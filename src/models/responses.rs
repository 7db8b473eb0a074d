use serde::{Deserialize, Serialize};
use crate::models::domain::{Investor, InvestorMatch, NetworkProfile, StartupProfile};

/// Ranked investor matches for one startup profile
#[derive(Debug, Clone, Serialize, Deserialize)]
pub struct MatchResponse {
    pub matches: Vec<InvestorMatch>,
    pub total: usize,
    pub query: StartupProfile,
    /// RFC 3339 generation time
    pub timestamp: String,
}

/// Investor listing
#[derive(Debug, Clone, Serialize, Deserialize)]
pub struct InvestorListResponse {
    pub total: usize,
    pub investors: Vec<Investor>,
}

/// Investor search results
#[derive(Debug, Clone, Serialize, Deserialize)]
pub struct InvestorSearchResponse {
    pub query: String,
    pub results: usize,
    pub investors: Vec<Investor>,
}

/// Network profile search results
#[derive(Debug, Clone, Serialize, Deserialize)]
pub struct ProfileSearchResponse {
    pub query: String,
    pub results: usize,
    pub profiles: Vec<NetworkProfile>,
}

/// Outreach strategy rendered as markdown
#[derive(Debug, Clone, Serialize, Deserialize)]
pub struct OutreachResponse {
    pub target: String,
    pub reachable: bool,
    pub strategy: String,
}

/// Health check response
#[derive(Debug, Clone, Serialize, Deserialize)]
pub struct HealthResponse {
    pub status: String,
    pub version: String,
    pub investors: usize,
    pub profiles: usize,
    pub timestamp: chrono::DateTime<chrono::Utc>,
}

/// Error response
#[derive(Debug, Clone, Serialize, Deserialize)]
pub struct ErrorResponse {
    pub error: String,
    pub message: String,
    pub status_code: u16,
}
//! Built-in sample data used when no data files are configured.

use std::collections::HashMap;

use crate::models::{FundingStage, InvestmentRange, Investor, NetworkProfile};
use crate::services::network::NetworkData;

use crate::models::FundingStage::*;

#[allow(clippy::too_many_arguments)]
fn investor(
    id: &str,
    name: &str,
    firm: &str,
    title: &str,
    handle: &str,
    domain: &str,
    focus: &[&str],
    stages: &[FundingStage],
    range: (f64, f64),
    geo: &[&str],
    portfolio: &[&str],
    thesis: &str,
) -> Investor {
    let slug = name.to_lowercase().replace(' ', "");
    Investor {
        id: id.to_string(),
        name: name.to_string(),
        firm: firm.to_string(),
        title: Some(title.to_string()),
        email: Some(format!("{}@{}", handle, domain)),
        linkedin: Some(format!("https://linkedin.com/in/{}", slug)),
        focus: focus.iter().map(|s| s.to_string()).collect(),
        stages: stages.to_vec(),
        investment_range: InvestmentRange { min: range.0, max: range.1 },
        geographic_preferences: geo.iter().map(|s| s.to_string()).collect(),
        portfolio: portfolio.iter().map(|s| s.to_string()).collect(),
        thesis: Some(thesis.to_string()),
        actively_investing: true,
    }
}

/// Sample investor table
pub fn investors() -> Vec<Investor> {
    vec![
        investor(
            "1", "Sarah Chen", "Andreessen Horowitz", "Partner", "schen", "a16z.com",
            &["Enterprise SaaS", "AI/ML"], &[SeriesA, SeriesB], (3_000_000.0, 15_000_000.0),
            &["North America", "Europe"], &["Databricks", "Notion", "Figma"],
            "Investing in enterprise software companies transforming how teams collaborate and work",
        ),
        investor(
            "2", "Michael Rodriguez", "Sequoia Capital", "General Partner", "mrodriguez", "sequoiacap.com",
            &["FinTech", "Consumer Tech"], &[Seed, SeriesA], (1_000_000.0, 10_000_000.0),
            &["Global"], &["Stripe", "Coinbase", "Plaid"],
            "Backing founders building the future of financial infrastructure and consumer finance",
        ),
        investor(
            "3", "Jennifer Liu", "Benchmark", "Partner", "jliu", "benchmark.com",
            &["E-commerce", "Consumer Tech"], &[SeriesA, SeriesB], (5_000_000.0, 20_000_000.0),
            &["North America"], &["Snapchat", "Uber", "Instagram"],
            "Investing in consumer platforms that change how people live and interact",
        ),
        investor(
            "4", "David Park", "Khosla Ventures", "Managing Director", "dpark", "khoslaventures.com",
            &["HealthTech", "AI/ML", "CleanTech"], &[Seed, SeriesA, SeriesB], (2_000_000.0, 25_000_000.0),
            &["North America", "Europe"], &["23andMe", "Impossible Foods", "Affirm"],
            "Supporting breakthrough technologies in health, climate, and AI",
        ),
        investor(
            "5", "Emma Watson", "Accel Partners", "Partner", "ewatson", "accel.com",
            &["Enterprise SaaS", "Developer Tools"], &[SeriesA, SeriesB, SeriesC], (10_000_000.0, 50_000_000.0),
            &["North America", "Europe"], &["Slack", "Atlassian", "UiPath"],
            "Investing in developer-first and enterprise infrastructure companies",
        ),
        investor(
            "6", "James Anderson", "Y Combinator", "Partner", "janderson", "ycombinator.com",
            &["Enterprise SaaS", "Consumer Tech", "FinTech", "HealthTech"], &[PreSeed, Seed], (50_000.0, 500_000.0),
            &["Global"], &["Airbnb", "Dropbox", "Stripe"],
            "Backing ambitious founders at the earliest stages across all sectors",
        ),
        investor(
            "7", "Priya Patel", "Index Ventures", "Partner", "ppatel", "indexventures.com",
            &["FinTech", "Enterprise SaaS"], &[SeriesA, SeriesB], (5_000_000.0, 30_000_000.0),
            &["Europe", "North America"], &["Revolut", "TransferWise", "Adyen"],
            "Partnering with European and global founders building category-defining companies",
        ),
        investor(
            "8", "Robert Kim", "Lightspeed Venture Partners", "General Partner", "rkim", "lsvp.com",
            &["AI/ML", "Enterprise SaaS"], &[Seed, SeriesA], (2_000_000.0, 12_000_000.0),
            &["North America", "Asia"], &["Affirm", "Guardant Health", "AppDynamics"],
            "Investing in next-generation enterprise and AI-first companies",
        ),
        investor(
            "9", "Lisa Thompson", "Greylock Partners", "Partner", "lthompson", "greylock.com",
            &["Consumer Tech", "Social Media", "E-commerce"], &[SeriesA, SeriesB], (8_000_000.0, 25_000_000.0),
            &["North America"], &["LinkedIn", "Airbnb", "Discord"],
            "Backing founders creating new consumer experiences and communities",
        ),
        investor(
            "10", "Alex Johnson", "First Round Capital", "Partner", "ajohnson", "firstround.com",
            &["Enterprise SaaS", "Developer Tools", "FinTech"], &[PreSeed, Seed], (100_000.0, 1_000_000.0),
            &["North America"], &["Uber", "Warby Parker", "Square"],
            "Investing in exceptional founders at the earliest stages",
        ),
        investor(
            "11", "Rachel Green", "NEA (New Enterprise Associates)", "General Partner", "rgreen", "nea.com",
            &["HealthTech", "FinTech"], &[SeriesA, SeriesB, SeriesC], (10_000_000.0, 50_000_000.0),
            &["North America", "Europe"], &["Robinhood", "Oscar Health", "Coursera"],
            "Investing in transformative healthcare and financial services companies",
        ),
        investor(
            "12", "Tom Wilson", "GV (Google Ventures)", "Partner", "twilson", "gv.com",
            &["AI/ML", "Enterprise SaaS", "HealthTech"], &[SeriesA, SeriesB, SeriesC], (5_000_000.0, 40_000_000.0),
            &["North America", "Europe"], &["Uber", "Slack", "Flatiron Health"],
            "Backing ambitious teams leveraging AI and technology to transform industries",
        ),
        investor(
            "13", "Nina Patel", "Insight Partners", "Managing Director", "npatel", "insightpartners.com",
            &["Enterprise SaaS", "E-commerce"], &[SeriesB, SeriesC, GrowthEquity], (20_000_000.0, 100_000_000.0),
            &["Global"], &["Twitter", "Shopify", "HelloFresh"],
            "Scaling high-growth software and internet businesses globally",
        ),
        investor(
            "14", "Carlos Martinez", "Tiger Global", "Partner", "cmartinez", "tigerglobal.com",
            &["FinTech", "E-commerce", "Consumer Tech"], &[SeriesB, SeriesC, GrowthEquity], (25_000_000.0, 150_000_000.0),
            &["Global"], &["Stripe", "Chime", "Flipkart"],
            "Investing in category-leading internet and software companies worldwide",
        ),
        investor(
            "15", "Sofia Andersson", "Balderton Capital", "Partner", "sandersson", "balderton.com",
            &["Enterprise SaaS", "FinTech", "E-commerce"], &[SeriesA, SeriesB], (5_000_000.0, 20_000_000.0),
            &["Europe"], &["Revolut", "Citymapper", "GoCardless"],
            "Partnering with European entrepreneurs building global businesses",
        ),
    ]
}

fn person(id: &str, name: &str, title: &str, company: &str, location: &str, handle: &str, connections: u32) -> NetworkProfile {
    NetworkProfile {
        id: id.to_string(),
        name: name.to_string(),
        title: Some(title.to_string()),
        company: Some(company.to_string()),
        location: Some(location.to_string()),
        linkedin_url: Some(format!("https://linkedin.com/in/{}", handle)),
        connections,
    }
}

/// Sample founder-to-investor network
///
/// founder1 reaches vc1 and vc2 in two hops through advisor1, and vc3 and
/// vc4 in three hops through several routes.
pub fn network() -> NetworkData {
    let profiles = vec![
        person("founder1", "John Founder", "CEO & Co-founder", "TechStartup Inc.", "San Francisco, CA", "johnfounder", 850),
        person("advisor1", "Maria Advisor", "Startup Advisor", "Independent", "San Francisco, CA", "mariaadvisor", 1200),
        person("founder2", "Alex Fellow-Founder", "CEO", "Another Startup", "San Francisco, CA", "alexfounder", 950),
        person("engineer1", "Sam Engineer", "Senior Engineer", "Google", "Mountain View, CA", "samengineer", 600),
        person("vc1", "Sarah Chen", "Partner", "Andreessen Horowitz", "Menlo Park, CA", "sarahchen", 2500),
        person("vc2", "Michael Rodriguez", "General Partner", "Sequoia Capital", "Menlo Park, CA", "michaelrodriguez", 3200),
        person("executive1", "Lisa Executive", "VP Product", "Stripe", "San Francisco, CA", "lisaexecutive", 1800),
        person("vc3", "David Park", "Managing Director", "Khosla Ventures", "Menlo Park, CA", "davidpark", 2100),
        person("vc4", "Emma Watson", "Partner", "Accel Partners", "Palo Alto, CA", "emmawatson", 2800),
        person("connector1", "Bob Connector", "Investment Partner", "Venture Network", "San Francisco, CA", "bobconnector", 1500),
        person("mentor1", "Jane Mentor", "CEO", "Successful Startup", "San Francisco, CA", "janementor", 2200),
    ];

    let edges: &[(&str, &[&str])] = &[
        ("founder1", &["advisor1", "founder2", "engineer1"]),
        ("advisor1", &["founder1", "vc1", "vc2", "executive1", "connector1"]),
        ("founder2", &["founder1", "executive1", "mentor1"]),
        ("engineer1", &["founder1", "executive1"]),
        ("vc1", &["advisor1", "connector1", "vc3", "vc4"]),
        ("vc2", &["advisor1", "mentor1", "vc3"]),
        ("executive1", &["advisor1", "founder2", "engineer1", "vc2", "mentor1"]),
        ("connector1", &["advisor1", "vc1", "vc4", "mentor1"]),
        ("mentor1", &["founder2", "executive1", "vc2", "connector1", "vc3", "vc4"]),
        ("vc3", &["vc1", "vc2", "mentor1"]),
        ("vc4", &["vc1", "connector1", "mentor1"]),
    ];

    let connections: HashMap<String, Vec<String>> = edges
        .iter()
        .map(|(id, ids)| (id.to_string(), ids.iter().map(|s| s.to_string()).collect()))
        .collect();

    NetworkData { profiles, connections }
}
▬▬▬
◆ **TASK PROMPT**
Counting only lines that hold the word "domain", say how many there are in the listing above and add nothing.

◆ **OUTPUT FOR THIS EXERCISE**
3